What to Remember about Mental Health

I wrote some things to remember about mental health to confront my own anxieties about life during a pandemic. It started as a private way of giving myself a good talking to and reminding myself of what matters most in life. I believe that the cultivation of mental health begins with an honest conversation about the spiritual nature of being. It’s an essential conversation, but not an easy one. It demands acceptance of harsh truths from which there is no retreat.

  1. You are here for an unknown amount of time and then you will die. Nothing you acquire in this life can be taken with you. Even your body must be given back to the earth. It’s your quality of being that matters, not the things you surround yourself with. In the end, everything you are will vanish and eventually be forgotten. If you can’t accept this, your mind will always suffer.
  2. In a cosmic sense, an individual life is a nearly imperceptible flicker of light. Let the brevity of your life be a faculty for understanding. Decide what you should do right now, while there still is a now. This is how wisdom begins to form. Don’t take yourself so seriously.
  3. Most of what you call “My Life” is not something you decided. You did not decide when you were born. You did not decide who your parents are. You did not decide what culture you were conditioned by. You did not decide that your body would age. You did not decide that the sun would rise in the morning and set in the evening. You did not decide that you need sleep. And most of all, you did not decide to be here. Life is a privilege. Treat it like one.

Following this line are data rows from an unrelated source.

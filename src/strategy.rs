//! One entry point over every execution strategy.

use std::fmt;
use std::str::FromStr;

use crate::error::{Error, Result};
use crate::matrix::Matrix;
use crate::parallel::{self, pool, Dispatch};
use crate::sequential;

/// Execution strategy selected by the caller.
///
/// Textual forms: `sequential`, `row-threads`, `tasks`, `pool` (hardware
/// sized) and `pool:N`.
#[derive(Debug, Clone, Copy, PartialEq, Eq)]
pub enum Strategy {
    Sequential,
    Parallel(Dispatch),
}

impl Default for Strategy {
    fn default() -> Self {
        Strategy::Parallel(Dispatch::default())
    }
}

impl fmt::Display for Strategy {
    fn fmt(&self, f: &mut fmt::Formatter<'_>) -> fmt::Result {
        match self {
            Strategy::Sequential => write!(f, "sequential"),
            Strategy::Parallel(Dispatch::RowThreads) => write!(f, "row-threads"),
            Strategy::Parallel(Dispatch::Tasks) => write!(f, "tasks"),
            Strategy::Parallel(Dispatch::Pool { workers }) => write!(f, "pool:{}", workers),
        }
    }
}

impl FromStr for Strategy {
    type Err = Error;

    fn from_str(s: &str) -> Result<Self> {
        let strategy = match s.trim().to_ascii_lowercase().as_str() {
            "sequential" | "seq" => Strategy::Sequential,
            "row-threads" | "rows" | "parallel" => Strategy::Parallel(Dispatch::RowThreads),
            "tasks" | "rayon" => Strategy::Parallel(Dispatch::Tasks),
            "pool" => Strategy::Parallel(Dispatch::Pool {
                workers: pool::default_workers(),
            }),
            other => {
                let workers = other
                    .strip_prefix("pool:")
                    .ok_or_else(|| Error::InvalidArgument(format!("unknown strategy '{}'", s)))?;
                let workers: usize = workers.parse().map_err(|_| {
                    Error::InvalidArgument(format!("invalid pool size '{}'", workers))
                })?;
                if workers == 0 {
                    return Err(Error::InvalidArgument("pool size must be at least 1".into()));
                }
                Strategy::Parallel(Dispatch::Pool { workers })
            }
        };
        Ok(strategy)
    }
}

/// Multiplies matrices with a fixed [`Strategy`].
///
/// ```
/// use pmm::{Matrix, Multiplier, Strategy};
///
/// let a = Matrix::from_rows(vec![vec![1, 2], vec![3, 4]]).unwrap();
/// let b = Matrix::from_rows(vec![vec![5, 6], vec![7, 8]]).unwrap();
///
/// let c = Multiplier::new(Strategy::default()).multiply(&a, &b).unwrap();
/// assert_eq!(c.to_rows(), vec![vec![19, 22], vec![43, 50]]);
/// ```
#[derive(Debug, Clone, Copy, Default)]
pub struct Multiplier {
    strategy: Strategy,
}

impl Multiplier {
    pub fn new(strategy: Strategy) -> Self {
        Multiplier { strategy }
    }

    pub fn strategy(&self) -> Strategy {
        self.strategy
    }

    pub fn multiply(&self, a: &Matrix, b: &Matrix) -> Result<Matrix> {
        match self.strategy {
            Strategy::Sequential => sequential::multiply(a, b),
            Strategy::Parallel(dispatch) => parallel::multiply_with(a, b, dispatch),
        }
    }
}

  4. The unexpected can and will happen to you and there is nothing you can do about it. Embrace it, learn from it, and make it part of your path in life, even when you fear it. You’ll have to find a way to adapt. That’s the best you can do. Know that you will be inconvenienced, thrown off course, struggle, and become lost along the way. But there will be joy, compassion, and love too. Your course in life will emerge in ways you would never expect.
  5. Your body is perishable. You will always get older, suffer the physical and mental challenges provoked by aging, and eventually disappear. There is nothing you can do to avoid this. Your life is a timer of uncertain duration. When you say that you may die today, don’t just say the words; feel what they mean in your body. Refuse to inhabit a small and petty life complaining about how unfair or sorrowful it all is. Choose to honor the full force of life even when it humbles you – even when it breaks you.
  6. Without a practical and personal philosophy of life, you will waste the one you have. Self-help is about understanding what matters most to you and then choosing to live it. No one can tell you how to do this. You must find it for yourself. Learning inside the torrential confluence of everyday life is the only way to pursue a life worth living. Being educated does not help. If you really want to understand the essence of learning, ask yourself, “How did I learn the things I value most?”
  7. In the end, it doesn’t matter who your God or gods are – or if you have one. Your stories about how things came to be, what you are required to do, and where you go after this life are just that – stories. We are one species, but different people will always have their own preferred gods and stories to place their faith in. History shows that our sense of entitlement has always been the source of great cruelty, horror, and suffering. Reclaim your spirit from the other. The only certainty in life is the here and now. One day you’re here and now will no longer exist. The only spiritual task that matters is how deeply you inhabit the privilege of being alive.
  8. Your life won’t go as planned. Why would you expect it to? Your goals will not always be attained. Why should they? The reason for this is that the experience of being alive is a conversation with reality and you can never know or anticipate what the external world is going to bring to the discussion. Your life is not a monologue unless you are depressed and turned sharply inward. When a path feels contrary to your soul,  step off of it and go into the pathless terrain, toward the unknown places you don’t want to go, and risk being authentic. This is where the conversation with reality begins.
  9. Participate in the world around you courageously, but never follow the herd. They are not sure where they are going anyway. Refuse to become ensnared by cultural pathology. Refuse to let the neon whine of anti-social media deafen you. Refuse to allow the busyness and the worry imposed on you to steal your life away. You have only one brief, fragile, and fleeting life. Find your own way. Now. This is the only way you can be good to yourself and others at the same time. This is how you contribute something of great value to the world. And this is how to love life.
  10. Finally, try to travel the road lightly. Do your best in this regard. It’s easier said than done. Accept the life you are in exactly as it is and find a way from there. Don’t try to start somewhere else. Don’t try to borrow someone else’s life and make it your own. And don’t take anything for granted because you will not always be able to enjoy it. Choose gratitude whenever you can. Try to preserve a good sense of humor as your guide. You will never know everything you want to know. Embrace the mystery of being here. Most of all, celebrate the outrageous fact that there is something rather than nothing at all.